Light on animal shenanigans but high on schmaltz, Cameron Crowe returns to narrative filmmaking after a brief sabbatical to make music documentaries with We Bought a Zoo a family friendly tale based on the real life story of former UK journalist Benjamin Mee (Matt Damon), who after the untimely death of his wife uprooted his family to a new and remarkably different lifestyle in the country.
Using a familiar Hollywood mould, We Bought a Zoo transfers the film’s plot from Dartmoor Zoo in England, to sun-drenched California. Despite this change in location the pleasant climate hasn’t dampened Mee’s grief for the loss of his wife. His two children are dealing with it quite differently, with his Daughter Rosie (Maggie Elizabeth Jones) too young to understand, whilst Dylan (Colin Ford) has directed his disenfranchisement at his gothic art work and getting himself expelled from school. Mee comes across the Zoo which would soon become his home whilst searching for a new house away from the painful memories evoked by his wife’s recent departure. After a drawn out search he finally finds the perfect rural family home, the only catch is that it comes with a barely functioning zoo attached – with part of the sale agreement being that the owner maintains the upkeep of this ailing wildlife sanctuary. At first this fresh challenge excites Mee, but it doesn’t take too long before bureaucracy and the financially crippling cost of food bills begins to take its toll – endangering the future of ‘Rosemoore Wildlife park’ before it’s even had a chance to reopen. Thankfully help arrives in the form of his brother (Thomas Haden Church) and the motley crew of Zoo keepers he’s inherited (played by Scarlett Johansson, Angus MacFadyen, Elle Fanning and Patrick Fugit).
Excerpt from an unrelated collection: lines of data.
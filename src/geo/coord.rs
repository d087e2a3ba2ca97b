use std::fmt::{Debug, Display, Formatter};
use std::str::FromStr;

use geo::{coord, Coord, Point};

use crate::geo::error::GeoError;
use crate::geo::{MAX_LATITUDE, MAX_LONGITUDE};

/// `Coordinate`
/// A validated latitude, longitude pair in decimal degrees.
///
/// ```rust
/// use saferoute::geo::Coordinate;
/// let gate = Coordinate::new(28.6129, 77.2295).unwrap();
/// assert_eq!(gate.lat(), 28.6129);
/// ```
#[derive(Clone, Copy, PartialEq)]
pub struct Coordinate {
    lat: f64,
    lon: f64,
}

impl Coordinate {
    /// Constructs a new `Coordinate`, rejecting values outside
    /// `[-90, 90]` latitude and `[-180, 180]` longitude.
    pub fn new(lat: f64, lon: f64) -> Result<Self, GeoError> {
        if !lat.is_finite() || lat.abs() > MAX_LATITUDE {
            return Err(GeoError::InvalidCoordinate(format!(
                "Latitude must be within -90 and 90. Given: {lat}"
            )));
        }

        if !lon.is_finite() || lon.abs() > MAX_LONGITUDE {
            return Err(GeoError::InvalidCoordinate(format!(
                "Longitude must be within -180 and 180. Given: {lon}"
            )));
        }

        Ok(Coordinate { lat, lon })
    }

    /// Constructs a `Coordinate` without range checks. Only for constants
    /// known to be in range.
    pub(crate) const fn new_unchecked(lat: f64, lon: f64) -> Self {
        Coordinate { lat, lon }
    }

    pub fn lat(&self) -> f64 {
        self.lat
    }

    pub fn lon(&self) -> f64 {
        self.lon
    }

    /// Returns a `[lat, lon]` pair, the order used on the wire.
    pub fn pair(&self) -> [f64; 2] {
        [self.lat, self.lon]
    }
}

impl TryFrom<[f64; 2]> for Coordinate {
    type Error = GeoError;

    /// Format is: [Lat, Lon]
    fn try_from([lat, lon]: [f64; 2]) -> Result<Self, Self::Error> {
        Coordinate::new(lat, lon)
    }
}

impl TryFrom<(f64, f64)> for Coordinate {
    type Error = GeoError;

    /// Format is: (Lat, Lon)
    fn try_from((lat, lon): (f64, f64)) -> Result<Self, Self::Error> {
        Coordinate::new(lat, lon)
    }
}

impl From<Coordinate> for Coord {
    fn from(value: Coordinate) -> Self {
        coord! { x: value.lon, y: value.lat }
    }
}

impl From<Coordinate> for Point {
    fn from(value: Coordinate) -> Self {
        Point(value.into())
    }
}

impl FromStr for Coordinate {
    type Err = GeoError;

    /// Parses `"lat,lon"`, tolerating whitespace around either value.
    fn from_str(s: &str) -> Result<Self, Self::Err> {
        let (lat, lon) = s
            .split_once(',')
            .ok_or_else(|| GeoError::Unparsable(s.to_string()))?;

        let lat = lat
            .trim()
            .parse::<f64>()
            .map_err(|_| GeoError::Unparsable(s.to_string()))?;
        let lon = lon
            .trim()
            .parse::<f64>()
            .map_err(|_| GeoError::Unparsable(s.to_string()))?;

        Coordinate::new(lat, lon)
    }
}

impl Debug for Coordinate {
    fn fmt(&self, f: &mut Formatter<'_>) -> std::fmt::Result {
        write!(f, "POINT({} {})", self.lon, self.lat)
    }
}

impl Display for Coordinate {
    fn fmt(&self, f: &mut Formatter<'_>) -> std::fmt::Result {
        write!(f, "{}, {}", self.lat, self.lon)
    }
}
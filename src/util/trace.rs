//! Creates the `tracing_subscriber` registry used when the
//! `tracing` feature is enabled, filtered by the environment.
//!
//! An example environment is shown:
//! ```bash
//! RUST_LOG=saferoute=debug,reqwest=info
//! ```

use tracing_subscriber::layer::SubscriberExt;
use tracing_subscriber::util::SubscriberInitExt;

/// Initialises the tracer, using tracing subscription.
/// This is optional, not calling this function will simply
/// not log traces. `log` records are bridged into the registry.
pub fn initialize_tracer() {
    let fmt_layer = tracing_subscriber::fmt::layer().compact();

    // Initialise tracing with subscribers and environment filter
    tracing_subscriber::registry()
        .with(tracing_subscriber::EnvFilter::from_default_env())
        .with(fmt_layer)
        .init();
}
#[doc(hidden)]
pub mod client;
#[doc(hidden)]
pub mod error;
#[doc(hidden)]
pub mod result;
#[doc(hidden)]
#[cfg(test)]
mod test;

#[doc(inline)]
pub use client::{HttpRouteClient, RouteService};
#[doc(inline)]
pub use error::RouteError;
#[doc(inline)]
pub use result::{RouteResponse, RouteResult};
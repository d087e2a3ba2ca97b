use geo::{BoundingRect, MultiPoint, Point, Rect};

use crate::geo::Coordinate;

/// The axis-aligned region covering a set of coordinates.
#[derive(Debug, Clone, Copy, PartialEq)]
pub struct Bounds {
    pub south_west: Coordinate,
    pub north_east: Coordinate,
}

impl Bounds {
    /// Computes the bounds of every coordinate yielded by `points`.
    /// Returns `None` when there are no points to cover.
    pub fn covering<'a, I>(points: I) -> Option<Bounds>
    where
        I: IntoIterator<Item = &'a Coordinate>,
    {
        let points = points
            .into_iter()
            .map(|coordinate| Point::from(*coordinate))
            .collect::<MultiPoint>();

        points.bounding_rect().and_then(Bounds::from_rect)
    }

    pub fn center(&self) -> Option<Coordinate> {
        Coordinate::new(
            (self.south_west.lat() + self.north_east.lat()) / 2.0,
            (self.south_west.lon() + self.north_east.lon()) / 2.0,
        )
        .ok()
    }

    pub fn contains(&self, coordinate: &Coordinate) -> bool {
        (self.south_west.lat()..=self.north_east.lat()).contains(&coordinate.lat())
            && (self.south_west.lon()..=self.north_east.lon()).contains(&coordinate.lon())
    }

    // Rect corners built from validated coordinates are always in range.
    fn from_rect(rect: Rect) -> Option<Bounds> {
        Some(Bounds {
            south_west: Coordinate::new(rect.min().y, rect.min().x).ok()?,
            north_east: Coordinate::new(rect.max().y, rect.max().x).ok()?,
        })
    }
}
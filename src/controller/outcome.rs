use crate::locate::DeviceFix;
use crate::Error;

/// How a fetch-render pipeline ended. Failures have already been reported on
/// the status line by the time this is returned.
#[derive(Debug)]
pub enum PipelineOutcome {
    Rendered,
    /// A later request, a clear or a restart click overtook this one.
    /// Its result was dropped without touching the map.
    Superseded,
    Failed(Error),
}

impl PipelineOutcome {
    pub fn is_rendered(&self) -> bool {
        matches!(self, PipelineOutcome::Rendered)
    }

    pub fn error(&self) -> Option<&Error> {
        match self {
            PipelineOutcome::Failed(err) => Some(err),
            _ => None,
        }
    }
}

#[derive(Debug)]
pub enum ClickOutcome {
    StartSelected,
    /// The previous selection was released and the click became the new start.
    Restarted,
    Route(PipelineOutcome),
}

#[derive(Debug)]
pub enum LocateOutcome {
    /// The fix became the start of the session.
    Applied(DeviceFix),
    /// The user had already started selecting; the fix was dropped.
    Ignored(DeviceFix),
}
Constantly pushing beyond the boundaries of acceptable sentiment into the type of contrived emotional manipulation you’d expect from the most repugnant of made-for-TV family films, We Bought a Zoo can at times make for a gruelling viewing experience. Just when it looks like Crowe has found the right tone to carry his film forward, he quickly oversteps the mark into a series of overly mawkish set pieces, with this loose dramatic interpretation lacking the foundations required to carry its heavy handed, overly saccharine storyline. It’s a shame as beneath the warm and fuzzy facade of the film lies an interesting tale of repressed grief and the traumatic effects of maternal loss on a close knit family – unfortunately when this narrative device is used it’s done so in such a maudlin way that it’s impact is instantly diluted, quickly evolving into a collection of absurd and hideously misguided dream sequences.
The overpowering soundtrack by Sigur Rós’ Jonsi attempts to cover up the ineptitude of the film’s clumsy script, however, it’s excessive use soon becomes increasingly grating and instead of masking the atrocious delivery by the actors it only illuminates their failings. It’s difficult to tell if the stunted performances from Damon, Church and Johansson stems from the film’s weak script or a genuine lack of interest in the project – either way their wooden depiction of these one dimensional characters doesn’t go unnoticed.
What perhaps is most exasperating about We Bought a Zoo is it’s implausibility (despite being based on true events) and its disregard for common sense. At no point does anyone question the motives behind Mee’s rash actions, and the financial effects on his family this life changing sacrifice involves. Benjamin’s brother desperately attempts to be the voice of reason, constantly trying to bring a much needed dose of realism into his brother’s extravagant plans – however, much like the father in Marry Poppins (Who’s insightful warning to save your money and invest it wisely was regarded with the highest disdain – despite now being the type of ethos we wish our bankers followed) is instantly shot down, portraying him like a clueless fool unable to relinquish himself from the real world and become a carefree dreamer – a dangerous message to preach during such an economically unstable period of history.
Far too boring for kids (who’s recent cinematic intake has resulted in a more sophisticated and discerning audience) whilst too detached from reality for adults, it’s hard to see what type of audience will actually enjoy We Bought a Zoo with its incredibly formulaic story failing to capitalise on its intriguing source material. Indeed, the moment the film succumbs to such new age rhetoric as “Let a little sunshine in” you become certain that there’s little here other than a collection of cheap, nauseating narrative devices accompanied by a collection of severely underused animal extras – an inoffensive, yet totally misguided film that’s ultimately forgettable.